Citation : 2010 Latest Caselaw 2813 Del
Judgement Date : 28 May, 2010

Delhi High Court
Indo Foreign Commercial Agency ... vs Punjab And Sind Bank on 28 May, 2010
Author: Badar Durrez Ahmed
             THE HIGH COURT OF DELHI AT NEW DELHI

%                                  Judgment delivered on: 28.05.2010

+            W.P.(C) 12640/2009

INDO FOREIGN COMMERCIAL AGENCY (PRODUCE) PVT. LTD
AND ORS                              ..... Petitioner

                                   versus


PUNJAB AND SIND BANK                           ..... Respondent

Advocates who appeared in this case:

For the Appellant : Mr Neeraj Kishan Kaul, Sr. Adv. with Mr Madan Lal Sharma, Mr B.R. Ranjan and Mr Varun Nischal For the Respondent : Mr Rajinder Wali

CORAM:-

HON'BLE MR JUSTICE BADAR DURREZ AHMED HON'BLE MR JUSTICE V.K. JAIN

1. Whether Reporters of local papers may be allowed to see the judgment? Yes

2. To be referred to the Reporter or not? Yes

3. Whether the judgment should be reported in Digest? Yes

BADAR DURREZ AHMED, J (ORAL)

1. This writ petition is directed against order dated 28.04.2009

passed by the Debts Recovery Appellate Tribunal (DRAT). The appeal

before the DRAT was, in turn, directed against the order dated 12.09.2008

passed by the Debts Recovery Tribunal (DRT) in IA No. 188/2008 in OA

No. 443/1996 in which the appellants were defendants. By virtue of the

order passed by the DRT, the appellants were restrained from selling,

transferring, disposing of or creating any third party interest in respect of

House No. 5 and 7, Hemkunt Colony, New Delhi. The DRAT has

confirmed this order of the DRT and that is why the petitioners are before

us.

2. Petitioner No.2 (Mr Iqbal Singh) is the registered owner of House

No.7, Hemkunt Colony, New Delhi. Similarly, the petitioner No. 4 (Mrs

Amrita Sahni) is the registered owner of House No.5, Hemkunt Colony,

New Delhi. The petitioner No.1 had taken a loan from the respondent bank

(Punjab & Sind Bank) and the aforesaid petitioner Nos. 2 and 4 had given

personal guarantees in view of the fact that they were Directors in the

petitioner No.1 company. However, it is the case of the petitioners that the

aforesaid properties were not the subject matter of any mortgage or any

charge, etc. in connection with the said loan transaction.
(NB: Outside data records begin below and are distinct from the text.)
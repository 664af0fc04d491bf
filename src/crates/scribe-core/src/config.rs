//! Run configuration.
//!
//! Configuration is loaded from a TOML file, overridden by `SCRIBE_*`
//! environment variables, and finally adjusted programmatically through the
//! builder-style setters. Every field has a default so an empty file is a
//! valid configuration.

use crate::error::{EngineError, Result};
use serde::{Deserialize, Serialize};
use std::path::{Path, PathBuf};

/// Generation mode of a run.
#[derive(Debug, Clone, Copy, PartialEq, Eq, Serialize, Deserialize)]
#[serde(rename_all = "lowercase")]
pub enum Mode {
    /// Creative writing; defaults to serial scheduling for determinism.
    Story,
    /// Report writing; may enable retrieval and parallel scheduling.
    Report,
}

impl Default for Mode {
    fn default() -> Self {
        Mode::Report
    }
}

impl std::fmt::Display for Mode {
    fn fmt(&self, f: &mut std::fmt::Formatter<'_>) -> std::fmt::Result {
        match self {
            Mode::Story => write!(f, "story"),
            Mode::Report => write!(f, "report"),
        }
    }
}

/// Which cache namespaces persist to disk.
#[derive(Debug, Clone, Copy, PartialEq, Eq, Serialize, Deserialize)]
#[serde(rename_all = "lowercase")]
pub enum CacheEnabled {
    Llm,
    Search,
    Both,
    None,
}

impl Default for CacheEnabled {
    fn default() -> Self {
        CacheEnabled::Both
    }
}

impl CacheEnabled {
    pub fn llm(&self) -> bool {
        matches!(self, CacheEnabled::Llm | CacheEnabled::Both)
    }

    pub fn search(&self) -> bool {
        matches!(self, CacheEnabled::Search | CacheEnabled::Both)
    }
}

/// Capability names used per action.
#[derive(Debug, Clone, Serialize, Deserialize, PartialEq)]
pub struct ModelConfig {
    /// Capability invoked for plan actions.
    #[serde(default = "default_plan_model")]
    pub plan: String,
    /// Capability invoked for write/reason actions (and reflect).
    #[serde(default = "default_execute_model")]
    pub execute: String,
    /// Capability invoked for aggregate actions.
    #[serde(default = "default_aggregate_model")]
    pub aggregate: String,
}

impl Default for ModelConfig {
    fn default() -> Self {
        Self {
            plan: default_plan_model(),
            execute: default_execute_model(),
            aggregate: default_aggregate_model(),
        }
    }
}

/// Scheduler limits.
#[derive(Debug, Clone, Copy, Serialize, Deserialize, PartialEq, Eq)]
pub struct SchedulerConfig {
    /// Maximum number of nodes in DOING simultaneously.
    #[serde(default = "default_in_flight_limit")]
    pub in_flight_limit: usize,
    /// Containment depth at which nodes may no longer plan.
    #[serde(default = "default_max_layers")]
    pub max_layers: u32,
}

impl Default for SchedulerConfig {
    fn default() -> Self {
        Self {
            in_flight_limit: default_in_flight_limit(),
            max_layers: default_max_layers(),
        }
    }
}

/// Retry budget for capability invocations.
#[derive(Debug, Clone, Copy, Serialize, Deserialize, PartialEq, Eq)]
pub struct RetryConfig {
    /// Attempts per action before the node fails.
    #[serde(default = "default_retries_max")]
    pub max: u32,
    /// Base backoff delay in milliseconds, doubled per attempt.
    #[serde(default = "default_backoff_ms")]
    pub backoff_ms: u64,
}

impl Default for RetryConfig {
    fn default() -> Self {
        Self {
            max: default_retries_max(),
            backoff_ms: default_backoff_ms(),
        }
    }
}

/// Cache persistence settings.
#[derive(Debug, Clone, Serialize, Deserialize, Default, PartialEq)]
pub struct CacheConfig {
    /// Persistence root; `None` keeps the cache in memory only.
    #[serde(default)]
    pub dir: Option<PathBuf>,
    /// Which namespaces persist.
    #[serde(default)]
    pub enabled: CacheEnabled,
}

/// Per-capability-call settings.
#[derive(Debug, Clone, Copy, Serialize, Deserialize, PartialEq, Eq)]
pub struct CallConfig {
    /// Per-call timeout in milliseconds.
    #[serde(default = "default_call_timeout_ms")]
    pub timeout_ms: u64,
}

impl Default for CallConfig {
    fn default() -> Self {
        Self {
            timeout_ms: default_call_timeout_ms(),
        }
    }
}

/// Post-execution verification pass.
#[derive(Debug, Clone, Copy, Serialize, Deserialize, Default, PartialEq, Eq)]
pub struct PostReflectConfig {
    /// Route execution results through a reflect action before FINISHED.
    #[serde(default)]
    pub enabled: bool,
}

/// Complete configuration of a run.
#[derive(Debug, Clone, Serialize, Deserialize, Default, PartialEq)]
pub struct ScribeConfig {
    #[serde(default)]
    pub mode: Mode,
    #[serde(default)]
    pub models: ModelConfig,
    #[serde(default)]
    pub scheduler: SchedulerConfig,
    #[serde(default)]
    pub retries: RetryConfig,
    #[serde(default)]
    pub cache: CacheConfig,
    #[serde(default)]
    pub call: CallConfig,
    #[serde(default)]
    pub post_reflect: PostReflectConfig,
    /// Capability used for retrieval nodes; `None` answers retrieval nodes
    /// through the execute model instead of a search backend.
    #[serde(default)]
    pub search_backend: Option<String>,
}

impl ScribeConfig {
    /// Configuration tuned for the given mode: story runs serially, report
    /// runs with a small parallel window.
    pub fn for_mode(mode: Mode) -> Self {
        let mut config = Self::default();
        config.mode = mode;
        config.scheduler.in_flight_limit = match mode {
            Mode::Story => 1,
            Mode::Report => 4,
        };
        config
    }

    /// Load configuration from a TOML file.
    pub fn from_file(path: &Path) -> Result<Self> {
        let text = std::fs::read_to_string(path)?;
        toml::from_str(&text)
            .map_err(|e| EngineError::Configuration(format!("{}: {}", path.display(), e)))
    }

    /// Apply `SCRIBE_*` environment overrides on top of this configuration.
    ///
    /// Recognized variables: `SCRIBE_MODE`, `SCRIBE_IN_FLIGHT_LIMIT`,
    /// `SCRIBE_MAX_LAYERS`, `SCRIBE_RETRIES_MAX`, `SCRIBE_CACHE_DIR`,
    /// `SCRIBE_CALL_TIMEOUT_MS`.
    pub fn with_env_overrides(mut self) -> Self {
        if let Ok(mode) = std::env::var("SCRIBE_MODE") {
            match mode.as_str() {
                "story" => self.mode = Mode::Story,
                "report" => self.mode = Mode::Report,
                other => tracing::warn!(value = other, "ignoring unknown SCRIBE_MODE"),
            }
        }
        if let Some(limit) = env_parse::<usize>("SCRIBE_IN_FLIGHT_LIMIT") {
            self.scheduler.in_flight_limit = limit.max(1);
        }
        if let Some(layers) = env_parse::<u32>("SCRIBE_MAX_LAYERS") {
            self.scheduler.max_layers = layers;
        }
        if let Some(max) = env_parse::<u32>("SCRIBE_RETRIES_MAX") {
            self.retries.max = max;
        }
        if let Ok(dir) = std::env::var("SCRIBE_CACHE_DIR") {
            self.cache.dir = Some(PathBuf::from(dir));
        }
        if let Some(timeout) = env_parse::<u64>("SCRIBE_CALL_TIMEOUT_MS") {
            self.call.timeout_ms = timeout;
        }
        self
    }

    /// Set the in-flight limit.
    pub fn with_in_flight_limit(mut self, limit: usize) -> Self {
        self.scheduler.in_flight_limit = limit.max(1);
        self
    }

    /// Set the maximum planning depth.
    pub fn with_max_layers(mut self, layers: u32) -> Self {
        self.scheduler.max_layers = layers;
        self
    }

    /// Set the retry budget.
    pub fn with_retries(mut self, max: u32, backoff_ms: u64) -> Self {
        self.retries = RetryConfig { max, backoff_ms };
        self
    }

    /// Set the cache persistence root.
    pub fn with_cache_dir(mut self, dir: impl Into<PathBuf>) -> Self {
        self.cache.dir = Some(dir.into());
        self
    }

    /// Set the per-call timeout.
    pub fn with_call_timeout_ms(mut self, timeout_ms: u64) -> Self {
        self.call.timeout_ms = timeout_ms;
        self
    }

    /// Enable the post-reflect verification pass.
    pub fn with_post_reflect(mut self, enabled: bool) -> Self {
        self.post_reflect.enabled = enabled;
        self
    }

    /// Set the search backend capability for retrieval nodes.
    pub fn with_search_backend(mut self, name: impl Into<String>) -> Self {
        self.search_backend = Some(name.into());
        self
    }

    /// Validate cross-field constraints.
    pub fn validate(&self) -> Result<()> {
        if self.scheduler.in_flight_limit == 0 {
            return Err(EngineError::Configuration(
                "scheduler.in_flight_limit must be >= 1".into(),
            ));
        }
        if self.retries.max == 0 {
            return Err(EngineError::Configuration("retries.max must be >= 1".into()));
        }
        Ok(())
    }
}

fn env_parse<T: std::str::FromStr>(key: &str) -> Option<T> {
    std::env::var(key).ok().and_then(|v| v.parse().ok())
}

fn default_plan_model() -> String {
    "planner".to_string()
}

fn default_execute_model() -> String {
    "writer".to_string()
}

fn default_aggregate_model() -> String {
    "aggregator".to_string()
}

fn default_in_flight_limit() -> usize {
    1
}

fn default_max_layers() -> u32 {
    4
}

fn default_retries_max() -> u32 {
    3
}

fn default_backoff_ms() -> u64 {
    250
}

fn default_call_timeout_ms() -> u64 {
    120_000
}
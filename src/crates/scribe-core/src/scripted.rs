//! Scripted capabilities.
//!
//! Deterministic [`Capability`] implementations that make the engine
//! drivable end-to-end without network providers: fixtures for tests, and
//! an offline planner/writer/aggregator trio the CLI uses for demos.

use crate::capability::{
    ActionResult, Capability, CapabilityReply, CapabilityRegistry, CapabilityRequest, SubtaskSpec,
};
use async_trait::async_trait;
use parking_lot::Mutex;
use std::collections::{HashMap, VecDeque};
use std::sync::Arc;

use crate::error::ErrorClass;
use crate::node::{ActionName, TaskType};

type DefaultFn = dyn Fn(&CapabilityRequest) -> CapabilityReply + Send + Sync;

/// A capability that replays queued responses per `(nid, action)`.
///
/// Responses queue in FIFO order, so successive attempts on the same node
/// observe successive entries; this is how transient-then-success and
/// invalid-then-valid scripts are expressed in tests. Requests with no
/// queued response fall through to the default function, or fail fatally
/// when none is set.
pub struct ScriptedCapability {
    name: String,
    class: String,
    responses: Mutex<HashMap<(String, ActionName), VecDeque<CapabilityReply>>>,
    default: Option<Box<DefaultFn>>,
}

impl ScriptedCapability {
    pub fn new(name: impl Into<String>) -> Self {
        Self {
            name: name.into(),
            class: "llm".into(),
            responses: Mutex::new(HashMap::new()),
            default: None,
        }
    }

    /// Mark this capability as a search tool.
    pub fn as_search(mut self) -> Self {
        self.class = "search".into();
        self
    }

    /// Queue a response for the next matching request.
    pub fn on(self, nid: &str, action: ActionName, result: ActionResult) -> Self {
        self.responses
            .lock()
            .entry((nid.to_string(), action))
            .or_default()
            .push_back(result.into());
        self
    }

    /// Fallback for requests with no queued response.
    pub fn with_default<F>(mut self, default: F) -> Self
    where
        F: Fn(&CapabilityRequest) -> CapabilityReply + Send + Sync + 'static,
    {
        self.default = Some(Box::new(default));
        self
    }

    /// Shared handle, ready for registration.
    pub fn build(self) -> Arc<Self> {
        Arc::new(self)
    }
}

#[async_trait]
impl Capability for ScriptedCapability {
    fn name(&self) -> &str {
        &self.name
    }

    fn class(&self) -> &str {
        &self.class
    }

    async fn invoke(&self, request: CapabilityRequest) -> CapabilityReply {
        let scripted = {
            let mut responses = self.responses.lock();
            responses
                .get_mut(&(request.nid.clone(), request.action))
                .and_then(|queue| queue.pop_front())
        };
        if let Some(reply) = scripted {
            return reply;
        }
        if let Some(default) = &self.default {
            return default(&request);
        }
        ActionResult::error(
            ErrorClass::Fatal,
            format!(
                "no scripted response for node {} action {}",
                request.nid, request.action
            ),
        )
        .into()
    }
}

/// Offline planner: decomposes the root goal into a fixed number of
/// linearly dependent sections, and answers deeper plan requests with
/// direct text.
pub struct OfflinePlanner {
    name: String,
    sections: usize,
}

impl OfflinePlanner {
    pub fn new(name: impl Into<String>, sections: usize) -> Self {
        Self {
            name: name.into(),
            sections: sections.max(1),
        }
    }
}

#[async_trait]
impl Capability for OfflinePlanner {
    fn name(&self) -> &str {
        &self.name
    }

    async fn invoke(&self, request: CapabilityRequest) -> CapabilityReply {
        if request.layer > 0 {
            return ActionResult::Write {
                text: format!("{}.", request.goal),
            }
            .into();
        }
        let titles = ["Introduction", "Development", "Analysis", "Conclusion"];
        let subtasks: Vec<SubtaskSpec> = (0..self.sections)
            .map(|i| {
                let title = titles.get(i).copied().unwrap_or("Section");
                let mut spec = SubtaskSpec::new(
                    TaskType::Composition,
                    format!("{title}: {}", request.goal),
                );
                if i > 0 {
                    spec = spec.depends_on(i - 1);
                }
                spec
            })
            .collect();
        ActionResult::Plan { subtasks }.into()
    }
}

/// Offline writer: produces deterministic prose from the goal.
pub struct OfflineWriter {
    name: String,
}

impl OfflineWriter {
    pub fn new(name: impl Into<String>) -> Self {
        Self { name: name.into() }
    }
}

#[async_trait]
impl Capability for OfflineWriter {
    fn name(&self) -> &str {
        &self.name
    }

    async fn invoke(&self, request: CapabilityRequest) -> CapabilityReply {
        match request.action {
            ActionName::Reason => ActionResult::Reason {
                conclusion: format!("Considered: {}.", request.goal),
            }
            .into(),
            ActionName::Reflect => match request.draft {
                Some(draft) => ActionResult::Write { text: draft }.into(),
                None => ActionResult::Write {
                    text: format!("{}.", request.goal),
                }
                .into(),
            },
            _ => ActionResult::Write {
                text: format!("{}.", request.goal),
            }
            .into(),
        }
    }
}

/// Offline aggregator: concatenates children results in order.
pub struct OfflineAggregator {
    name: String,
}

impl OfflineAggregator {
    pub fn new(name: impl Into<String>) -> Self {
        Self { name: name.into() }
    }
}

#[async_trait]
impl Capability for OfflineAggregator {
    fn name(&self) -> &str {
        &self.name
    }

    async fn invoke(&self, request: CapabilityRequest) -> CapabilityReply {
        let text = request
            .context
            .child_results
            .iter()
            .map(|(_, text)| text.as_str())
            .filter(|t| !t.is_empty())
            .collect::<Vec<_>>()
            .join("\n\n");
        ActionResult::Aggregate { text }.into()
    }
}

/// Registry wired with the offline trio under the default model names.
pub fn offline_registry() -> CapabilityRegistry {
    CapabilityRegistry::new()
        .with(Arc::new(OfflinePlanner::new("planner", 3)))
        .with(Arc::new(OfflineWriter::new("writer")))
        .with(Arc::new(OfflineAggregator::new("aggregator")))
}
3. The plea taken before us by the petitioners is that these properties

were the only residential premises which the said two petitioners namely

petitioner Nos. 2 and 4 owned, possessed and occupied, respectively. It was,

therefore, contended that in view of the provisions of clause (ccc) of the

proviso to Section 60(1) of the Code of Civil Procedure, 1908 (CPC) as

applicable to Delhi, sole residential premises could not be the subject matter

of any restraint or attachment order. Mr Kaul, the learned senior counsel

appearing on behalf of the petitioner was candid enough to say that this plea

was not taken before the authorities below, but in view of the fact that it is a

legal plea he may be permitted to advance arguments before us on this

aspect.

4. We permitted him to do so. The point taken by Mr Kaul is that

under Section 291 of the Recovery of Debts Due to Banks and Financial

Institutions Act, 1993 (hereinafter referred to as the DRT Act) the provisions

of the Second and Third Schedules to the Income Tax Act, 1961 and the

Income Tax (Certificate Proceedings) Rules, 1962, as in force from time to

time, apply, as far as possible with necessary modifications, as if the said

provisions and the said rules referred to debts due under the DRT Act

instead of recoveries under the Income Tax Act, 1961. The Second

Schedule to the Income Tax Act, 1961 deals with the procedure for recovery

of tax. Rule 10 of the said second schedule reads as under:

"Property exempt from attachment. (1) All such property as is by the Code of Civil Procedure, 1908 (5 of 1908), exempted from attachment and sale in execution of a decree of a civil court shall be exempt from attachment and sale under this Schedule.

(2) The Tax Recovery Officer's decision as to what property is so entitled to exemption shall be conclusive."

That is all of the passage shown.